Image-to-image (Im2Im) translation methods can partly navigate around these issues. They allow to translate between existing datasets to artificially extend their number of training samples and smooth out label distributions. Such translation models have shown great success in the last years in natural image domains [6, 7]. But these methods come with a big caveat when directly applied to sequence-to-sequence (Seq2Seq) translation: They are usually only trained to map between two distributions of spatial properties of images. Therefore, the translations in both directions leave much ambiguity for correctness, especially in the unpaired setting. This ambiguity results in artifacts of temporal inconsistency, like disappearing tools shown in Fig. 2.

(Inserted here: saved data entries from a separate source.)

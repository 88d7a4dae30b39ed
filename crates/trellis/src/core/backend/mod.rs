//! The driver boundary: where events come from and where cells go.

pub mod crossterm;

use crate::{canvas::Cell, error::Result, event::Event, geom::Point};

/// Where input comes from.
pub trait EventSource {
    /// Return the next event, `None` when nothing is pending right now.
    /// Returning `Error::SourceClosed` ends every running modal loop.
    fn get_event(&mut self) -> Result<Option<Event>>;
}

/// Hardware cursor placement reported to the screen.
#[derive(Debug, Clone, Copy, PartialEq, Eq)]
pub struct CursorState {
    /// Screen position.
    pub position: Point,
    /// Block instead of underline.
    pub block: bool,
}

/// Where cells go.
pub trait ScreenWriter {
    /// Write a `w` x `h` block of cells, row-major, with its top left at
    /// screen position `(x, y)`.
    fn write_buf(&mut self, x: i32, y: i32, w: u32, h: u32, cells: &[Cell]) -> Result<()>;

    /// Show the cursor at a position, or hide it.
    fn set_cursor(&mut self, cursor: Option<CursorState>) -> Result<()>;

    /// Push buffered output to the device.
    fn flush(&mut self) -> Result<()> {
        Ok(())
    }
}

/// A screen that discards all output.
#[derive(Debug, Default)]
pub struct NullScreen;

impl ScreenWriter for NullScreen {
    fn write_buf(&mut self, _x: i32, _y: i32, _w: u32, _h: u32, _cells: &[Cell]) -> Result<()> {
        Ok(())
    }

    fn set_cursor(&mut self, _cursor: Option<CursorState>) -> Result<()> {
        Ok(())
    }
}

Recent works in computer vision proposed spatio-temporal constraints to improve upon this issue. Such constraints are obtained either by a motion prediction model [8] or by leveraging the optical flow (OF) between samples of the input domain [9, 10]. While these models achieve increased consistency, their translation modules are relatively simple, often relying on both domains to share spatial properties and only differ in textures. When applied to spatially unaligned domains, their frame-wise translation quality usually decreases. On the other hand, disentangling content and style representations has shown success in per-frame translation methods like UNIT [7, 11, 12]. Therefore, we propose to combine the expressive power of a shared latent space with a motion translation (MT) module to impose consistency over time.
Contributions:
  • A novel motion translation module to improve the temporal consistency of translated sequences: Our MotionTranslation-UNIT (MT-UNIT) processes both—spatial image features, as well as OF between consecutive frames—to predict motion in the target domain.
  • Quantitative and qualitative evaluations of image quality and novel evaluation schemes for temporal consistency. Translating between the two most frequently used datasets of cataract surgery, we show increased performance of our method in terms of temporal consistency and quality of data for downstream tasks. Furthermore, we show that our method stays competitive in terms of the per-frame translation quality.
Cataract surgeries have seen increased attention within the CAI community [25] but are relatively unexplored in terms of generative models. Existing work focuses on other modalities like fundus photographs or OCT images [13].
Medical generative models and Im2Im translation While not explored for cataract surgeries, generative methods have been applied to other medical domains. Such applications include synthesizing clinical data [1416]. Often, existing data are leveraged, e.g., PET-CT translation and MR motion correction [17], translation between T1 and T2 MR images [18], simulation-to-real translation and adaptation on endovascular surgery data [1921].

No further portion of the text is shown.